Depending on the size of your database deployment or if your app requires greater levels of database performance, another option is a hybrid deployment. In this case, a Replica Set which spans Rackspace Cloud and Managed hosting can be deployed. Cloud and Managed hosting are “connected” via RackConnect, providing a faster interconnect between the two hosting services.

../../_images/rackspace-cloud-replica-set-hybrid.png

Security

When deploying onto Rackspace Cloud, you’ll need to secure access to your instances so that MongoDB is only available to known safe systems. To secure your instances we’ll use the iptables command-line tool to control access to the system with a firewall. Once we’ve completed securing our instance, it will be using the following firewall configuration:

port 22 (SSH) will accept any incoming TCP connections

All other ports will reject incoming TCP connections

Later on when we deploy multiple instances we’ll open up port 27017 (for mongod) to other specific IP addresses in order to facilitate a working replica set. The ports required for sharding (27018 and 27019) aren’t required immediately since we’ll be setting up a single node and replica set however just remember to open them up later if necessary.

Monitoring

Monitoring is a critical component of all database servers. MongoDB includes several tools to help gather statistics about data sizes, index sizes and analyze queries. In addition, there are several third-party tools that exist to help integrate MongoDB information into other monitoring solutions. Consider the MongoDB Management Service (MMS), which is a a free hosted SaaS monitoring solution that provides custom dashboards and reporting for your MongoDB instances. For more information, refer to Monitoring and Diagnostics.

Deploy a Single Node

Create an Instance

Log in to the Rackspace Cloud control panel and navigate to Hosting > Cloud Servers > Add Server.

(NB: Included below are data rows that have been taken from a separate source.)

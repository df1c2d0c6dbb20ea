//! Per-interface serialized control work
//!
//! Every control operation touching an interface's queues runs on that
//! interface's work queue: one named thread draining a FIFO channel. A call
//! issued from the worker thread itself runs inline, so queued work may
//! issue further control calls without deadlocking on itself.

use crate::error::{DatapathError, Result};
use crossbeam_channel::Sender;
use std::thread::{self, JoinHandle, ThreadId};

type Job = Box<dyn FnOnce() + Send + 'static>;

/// Single-threaded FIFO executor for control work
pub struct WorkQueue {
    name: String,
    sender: Option<Sender<Job>>,
    worker: Option<JoinHandle<()>>,
    worker_id: ThreadId,
}

impl WorkQueue {
    /// Spawn the worker thread
    pub fn new(name: impl Into<String>) -> Result<Self> {
        let name = name.into();
        let (sender, receiver) = crossbeam_channel::unbounded::<Job>();

        let handle = thread::Builder::new()
            .name(name.clone())
            .spawn(move || {
                for job in receiver {
                    job();
                }
            })
            .map_err(|e| DatapathError::Exhausted(format!("failed to spawn {name}: {e}")))?;
        let worker_id = handle.thread().id();

        tracing::debug!(work_queue = %name, "work queue started");

        Ok(Self {
            name,
            sender: Some(sender),
            worker: Some(handle),
            worker_id,
        })
    }

    /// Worker thread name
    pub fn name(&self) -> &str {
        &self.name
    }

    /// Whether the caller is running on the worker thread
    pub fn is_worker_thread(&self) -> bool {
        thread::current().id() == self.worker_id
    }

    /// Queue `job` without waiting for it
    pub fn submit<F>(&self, job: F) -> Result<()>
    where
        F: FnOnce() + Send + 'static,
    {
        let sender = self
            .sender
            .as_ref()
            .ok_or_else(|| DatapathError::DeviceRemoved(self.name.clone()))?;
        sender
            .send(Box::new(job))
            .map_err(|_| DatapathError::DeviceRemoved(self.name.clone()))
    }

    /// Run `job` on the worker thread and wait for its result
    pub fn run<F, R>(&self, job: F) -> Result<R>
    where
        F: FnOnce() -> R + Send + 'static,
        R: Send + 'static,
    {
        if self.is_worker_thread() {
            return Ok(job());
        }

        let (result_tx, result_rx) = crossbeam_channel::bounded(1);
        self.submit(move || {
            let _ = result_tx.send(job());
        })?;
        result_rx.recv().map_err(|_| DatapathError::Cancelled)
    }
}

impl Drop for WorkQueue {
    fn drop(&mut self) {
        self.sender.take();
        if let Some(handle) = self.worker.take() {
            // The last reference may be released by a job on the worker itself.
            if !self.is_worker_thread() {
                let _ = handle.join();
            }
        }
        tracing::debug!(work_queue = %self.name, "work queue stopped");
    }
}

impl std::fmt::Debug for WorkQueue {
    fn fmt(&self, f: &mut std::fmt::Formatter<'_>) -> std::fmt::Result {
        f.debug_struct("WorkQueue").field("name", &self.name).finish()
    }
}

#[cfg(test)]
mod tests {
    use super::*;
    use std::sync::Arc;
    use std::sync::atomic::{AtomicU32, Ordering};

    #[test]
    fn test_run_returns_value() {
        let wq = WorkQueue::new("sluice-test-wq").unwrap();
        assert_eq!(wq.run(|| 6 * 7).unwrap(), 42);
        assert!(!wq.is_worker_thread());
    }

    #[test]
    fn test_jobs_run_in_fifo_order() {
        let wq = WorkQueue::new("sluice-test-fifo").unwrap();
        let order = Arc::new(parking_lot::Mutex::new(Vec::new()));
        for i in 0..8 {
            let order = Arc::clone(&order);
            wq.submit(move || order.lock().push(i)).unwrap();
        }
        wq.run(|| ()).unwrap();
        assert_eq!(*order.lock(), (0..8).collect::<Vec<_>>());
    }

    #[test]
    fn test_nested_run_executes_inline() {
        let wq = Arc::new(WorkQueue::new("sluice-test-nested").unwrap());
        let counter = Arc::new(AtomicU32::new(0));

        let inner_wq = Arc::clone(&wq);
        let inner_counter = Arc::clone(&counter);
        let nested = wq
            .run(move || {
                let on_worker = inner_wq.is_worker_thread();
                inner_wq
                    .run(move || inner_counter.fetch_add(1, Ordering::SeqCst))
                    .map(|_| on_worker)
            })
            .unwrap()
            .unwrap();

        assert!(nested);
        assert_eq!(counter.load(Ordering::SeqCst), 1);
    }
}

In this example we used Ubuntu 11.10 (Oneiric Ocelot) as the OS image for our instance. Once selected, enter a server name, select a server size and continue. Be sure to record your root password or you’ll have to reset it later. Once the instance is available, connect to it via SSH to secure it. By default, you’ll be connecting to the server as root. If you’d like to create additional users/groups to use with your instance, consult the documentation for the chosen OS. For our configuration, we used the admin group and added an additional user, per the Ubuntu 11.10 server guide.

First we added a new user (admin) to the admin group:

root# adduser admin --ingroup admin

After stepping through the prompts to set a password (and other account information), the admin user will be created and added to the admin group.

At this point, log out of the server as root and login as admin.

Secure Your Instance

As discussed above in Security, we’ll use a simple firewall setup to secure access to the instances running MongoDB. The built-in ufw command provides a simple mechanism to configure the system firewall. First off, enable the firewall and add a rule to allow SSH access:

sudo ufw enable
sudo ufw allow 22

Now the only port that will allow connections is port 22, attempts to connect on any other port will be dropped. With this firewall setup, the instance is secure and we can proceed with configuring MongoDB. For more information, refer to the Rackspace Introduction to IPTables and the Ubuntu firewall guide.

Install MongoDB

Using the instructions from the MongoDB documentation on Ubuntu and Debian packages we added an additional apt-get source and installed DB.

First add the MongoDB GPG key to apt-get to create a “trusted” source:

sudo apt-key adv --keyserver keyserver.ubuntu.com --recv 7F0CEB10

Next, add the following line to /etc/apt/sources.list:

sudo nano /etc/apt/sources.list
...
deb http://downloads-distro.mongodb.org/repo/ubuntu-upstart dist 10gen
...

Now update apt-get to pick up the new packages:

sudo apt-get update

Finally, install MongoDB:

sudo apt-get install mongodb-10gen

At this point MongoDB will be installed and started, which we can confirm via the service utility:

sudo service mongodb status
mongodb start/running, process 2308

You can also check the status by using tail to examine the MongoDB log:

sudo tail -f /var/log/mongodb/mongodb.log

Configure MongoDB

By default, MongoDB is set to use /var/lib/mongodb as the data path. If you’d like to amend that, or update the log path, shutdown the MongoDB instance and update /etc/mongodb.conf with any changes.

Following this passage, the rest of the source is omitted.